In the 1960s, President Lyndon Johnson's economic/social policy, the Great Society, came up against a counterforce and competing claim few in public policy circles at that time had expected: Lyndon Johnson himself.
Johnson, in a decision that would alter U.S. society and the cultural landscape, chose to escalate U.S. involvement in the Vietnam War, and vastly increased government defense spending. The spending, when combined with spending for the Great Society, posed the question: "Could the U.S. economy tolerate increased government spending for defense and for social programs without an increase in inflation?" This is known in economics circles as the "guns and butter" question.

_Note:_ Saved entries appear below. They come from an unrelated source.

//! Value formatting onto a byte stream.
//!
//! [`Print`] turns integers, floats, strings and lists into calls on a
//! [`ByteWrite`] sink, one byte at a time. The canvas is the usual sink; a
//! `Vec<u8>` works too. Each call returns the number of bytes consumed.
//!
//! Number formatting follows the conventions common on small display
//! libraries: digits above 9 are upper case, the minus sign is only
//! written in base 10 (other bases print the two's-complement value), and
//! floats are rounded half-up to the requested number of decimals with
//! `nan`, `inf` and `ovf` for values that cannot be shown.

use crate::graphics::error::DrawError;

/// Magnitude above which floats print as `ovf`.
const FLOAT_PRINT_LIMIT: f64 = 4_294_967_040.0;

/// Decimals used by [`Printable`] for floats.
pub const DEFAULT_FLOAT_DIGITS: u8 = 2;

/// Separator between list items.
pub const LIST_SEPARATOR: &str = ", ";

/// Byte-at-a-time output.
pub trait ByteWrite {
    /// Write one byte; return how many bytes were consumed (0 or 1).
    fn write_byte(&mut self, byte: u8) -> usize;

    /// Most recent failure, if the sink tracks one.
    fn write_error(&self) -> Option<DrawError> {
        None
    }

    fn clear_write_error(&mut self) {}
}

impl ByteWrite for Vec<u8> {
    fn write_byte(&mut self, byte: u8) -> usize {
        self.push(byte);
        1
    }
}

/// Numeric base.
#[derive(Debug, Clone, Copy, PartialEq, Eq, Hash, Default)]
pub enum Base {
    Bin = 2,
    Oct = 8,
    #[default]
    Dec = 10,
    Hex = 16,
}

impl Base {
    pub const fn radix(self) -> u64 {
        self as u64
    }
}

/// Values that know how to print themselves.
pub trait Printable {
    fn print_to<W: ByteWrite + ?Sized>(&self, out: &mut W) -> usize;
}

/// Formatting front end available on every [`ByteWrite`].
pub trait Print: ByteWrite {
    fn write_bytes(&mut self, bytes: &[u8]) -> usize {
        bytes.iter().map(|&b| self.write_byte(b)).sum()
    }

    fn print<T: Printable + ?Sized>(&mut self, value: &T) -> usize {
        value.print_to(self)
    }

    fn println<T: Printable + ?Sized>(&mut self, value: &T) -> usize {
        self.print(value) + self.newline()
    }

    fn newline(&mut self) -> usize {
        self.write_byte(b'\n')
    }

    fn print_unsigned(&mut self, mut n: u64, base: Base) -> usize {
        let radix = base.radix();
        // 64 binary digits is the longest possible output.
        let mut digits = [0u8; 64];
        let mut len = 0;
        loop {
            let d = (n % radix) as u8;
            digits[len] = if d < 10 { b'0' + d } else { b'A' + d - 10 };
            len += 1;
            n /= radix;
            if n == 0 {
                break;
            }
        }
        digits[..len].reverse();
        self.write_bytes(&digits[..len])
    }

    fn print_signed(&mut self, n: i64, base: Base) -> usize {
        if base == Base::Dec && n < 0 {
            self.write_byte(b'-') + self.print_unsigned(n.unsigned_abs(), base)
        } else {
            self.print_unsigned(n as u64, base)
        }
    }

    fn print_float(&mut self, number: f64, digits: u8) -> usize {
        if number.is_nan() {
            return self.write_bytes(b"nan");
        }
        if number.is_infinite() {
            return self.write_bytes(b"inf");
        }
        if number.abs() > FLOAT_PRINT_LIMIT {
            return self.write_bytes(b"ovf");
        }

        let mut count = 0;
        let mut number = number;
        if number < 0.0 {
            count += self.write_byte(b'-');
            number = -number;
        }

        let mut rounding = 0.5;
        for _ in 0..digits {
            rounding /= 10.0;
        }
        number += rounding;

        let int_part = number as u64;
        let mut remainder = number - int_part as f64;
        count += self.print_unsigned(int_part, Base::Dec);

        if digits > 0 {
            count += self.write_byte(b'.');
        }
        for _ in 0..digits {
            remainder *= 10.0;
            let digit = remainder as u64;
            count += self.print_unsigned(digit, Base::Dec);
            remainder -= digit as f64;
        }
        count
    }

    /// Items separated by [`LIST_SEPARATOR`], with no trailing separator.
    fn print_list<T: Printable>(&mut self, items: &[T]) -> usize {
        let mut count = 0;
        for (i, item) in items.iter().enumerate() {
            if i > 0 {
                count += self.write_bytes(LIST_SEPARATOR.as_bytes());
            }
            count += item.print_to(self);
        }
        count
    }
}

impl<W: ByteWrite + ?Sized> Print for W {}

impl Printable for str {
    fn print_to<W: ByteWrite + ?Sized>(&self, out: &mut W) -> usize {
        out.write_bytes(self.as_bytes())
    }
}

impl Printable for String {
    fn print_to<W: ByteWrite + ?Sized>(&self, out: &mut W) -> usize {
        self.as_str().print_to(out)
    }
}

impl Printable for [u8] {
    fn print_to<W: ByteWrite + ?Sized>(&self, out: &mut W) -> usize {
        out.write_bytes(self)
    }
}

impl Printable for char {
    fn print_to<W: ByteWrite + ?Sized>(&self, out: &mut W) -> usize {
        let mut buf = [0u8; 4];
        out.write_bytes(self.encode_utf8(&mut buf).as_bytes())
    }
}

impl Printable for bool {
    fn print_to<W: ByteWrite + ?Sized>(&self, out: &mut W) -> usize {
        let text: &str = if *self { "true" } else { "false" };
        out.write_bytes(text.as_bytes())
    }
}

macro_rules! printable_unsigned {
    ($($t:ty),*) => {$(
        impl Printable for $t {
            fn print_to<W: ByteWrite + ?Sized>(&self, out: &mut W) -> usize {
                out.print_unsigned(*self as u64, Base::Dec)
            }
        }
    )*};
}

macro_rules! printable_signed {
    ($($t:ty),*) => {$(
        impl Printable for $t {
            fn print_to<W: ByteWrite + ?Sized>(&self, out: &mut W) -> usize {
                out.print_signed(*self as i64, Base::Dec)
            }
        }
    )*};
}

printable_unsigned!(u8, u16, u32, u64, usize);
printable_signed!(i8, i16, i32, i64, isize);

impl Printable for f32 {
    fn print_to<W: ByteWrite + ?Sized>(&self, out: &mut W) -> usize {
        out.print_float(f64::from(*self), DEFAULT_FLOAT_DIGITS)
    }
}

impl Printable for f64 {
    fn print_to<W: ByteWrite + ?Sized>(&self, out: &mut W) -> usize {
        out.print_float(*self, DEFAULT_FLOAT_DIGITS)
    }
}

impl<T: Printable> Printable for Vec<T> {
    fn print_to<W: ByteWrite + ?Sized>(&self, out: &mut W) -> usize {
        out.print_list(self)
    }
}

impl<T: Printable, const N: usize> Printable for [T; N] {
    fn print_to<W: ByteWrite + ?Sized>(&self, out: &mut W) -> usize {
        out.print_list(self)
    }
}

impl<T: Printable + ?Sized> Printable for &T {
    fn print_to<W: ByteWrite + ?Sized>(&self, out: &mut W) -> usize {
        (**self).print_to(out)
    }
}

#[cfg(test)]
mod tests {
    use super::*;
    use rstest::rstest;

    fn render(f: impl FnOnce(&mut Vec<u8>) -> usize) -> (String, usize) {
        let mut out = Vec::new();
        let n = f(&mut out);
        (String::from_utf8(out).unwrap(), n)
    }

    #[rstest]
    #[case(0, Base::Dec, "0")]
    #[case(255, Base::Hex, "FF")]
    #[case(255, Base::Oct, "377")]
    #[case(5, Base::Bin, "101")]
    #[case(u64::MAX, Base::Dec, "18446744073709551615")]
    fn test_print_unsigned(#[case] n: u64, #[case] base: Base, #[case] expected: &str) {
        let (text, count) = render(|out| out.print_unsigned(n, base));
        assert_eq!(text, expected);
        assert_eq!(count, expected.len());
    }

    #[rstest]
    #[case(-42, Base::Dec, "-42")]
    #[case(42, Base::Dec, "42")]
    #[case(-1, Base::Hex, "FFFFFFFFFFFFFFFF")]
    #[case(i64::MIN, Base::Dec, "-9223372036854775808")]
    fn test_print_signed(#[case] n: i64, #[case] base: Base, #[case] expected: &str) {
        assert_eq!(render(|out| out.print_signed(n, base)).0, expected);
    }

    #[rstest]
    #[case(1.23456, 2, "1.23")]
    #[case(-2.5, 1, "-2.5")]
    #[case(2.999, 2, "3.00")]
    #[case(7.0, 0, "7")]
    #[case(f64::NAN, 2, "nan")]
    #[case(f64::NEG_INFINITY, 2, "inf")]
    #[case(5.0e9, 2, "ovf")]
    #[case(-5.0e9, 2, "ovf")]
    fn test_print_float(#[case] n: f64, #[case] digits: u8, #[case] expected: &str) {
        let (text, count) = render(|out| out.print_float(n, digits));
        assert_eq!(text, expected);
        assert_eq!(count, expected.len());
    }

    #[test]
    fn test_print_values() {
        assert_eq!(render(|out| out.print("abc")).0, "abc");
        assert_eq!(render(|out| out.print(&String::from("xy"))).0, "xy");
        assert_eq!(render(|out| out.print(&-7i32)).0, "-7");
        assert_eq!(render(|out| out.print(&200u8)).0, "200");
        assert_eq!(render(|out| out.print(&1.5f32)).0, "1.50");
        assert_eq!(render(|out| out.print(&'Z')).0, "Z");
        assert_eq!(render(|out| out.print(&true)).0, "true");
    }

    #[test]
    fn test_println_appends_newline() {
        let (text, count) = render(|out| out.println("hi"));
        assert_eq!(text, "hi\n");
        assert_eq!(count, 3);
    }

    #[test]
    fn test_lists_have_no_trailing_separator() {
        assert_eq!(render(|out| out.print(&vec![1, 2, 3])).0, "1, 2, 3");
        assert_eq!(render(|out| out.print(&["a", "b"])).0, "a, b");
        assert_eq!(render(|out| out.print_list::<u8>(&[])), (String::new(), 0));
        assert_eq!(render(|out| out.print(&vec![9u16])).0, "9");
    }

    #[test]
    fn test_vec_sink_has_no_error() {
        let mut out = Vec::new();
        out.print("x");
        assert!(out.write_error().is_none());
    }
}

President Johnson believed that it could. He was wrong, and the failure to trim either program and raise taxes to pay for them was a major factor in the sharp increase in inflation in the late 1960s and 1970s. The war spending also, over time, cut short the Great Society initiatives -- the nation's largest package of social reforms since President Franklin D. Roosevelt's New Deal.
Forty years later ...
LBJ's unwillingness to increase taxes to pay for both guns and butter is recognized as a large economic policy mistake, and it begs the question, has the United States repeated that mistake this decade?
Unless there's a tax increase soon, it apparently has. What's more, former President George W. Bush committed an even larger guns-and-butter error than LBJ: Bush cut taxes by about $1.1 trillion, then massively increased government defense spending for the Afghanistan War, Iraq War and anti-terrorism efforts. He then, incredibly, refused to support a tax increase to pay for the them. Bush not only backed simultaneous guns-and-butter spending, he cut federal revenue while doing it! As a result, almost $1 trillion in debt has been added to the national debt in unpaid for defense spending. It's that added debt that has many economists concerned that inflation will rise in the years ahead, unless a federal tax increase is passed to pay for that borrowing.
The large deficits of the Bush era -- incurred, incredibly, while the U.S. economy was expanding -- also left the Republican Party with very little credibility on the issue of fiscal responsibility -- one factor in the party's election defeats in 2006 and 2008.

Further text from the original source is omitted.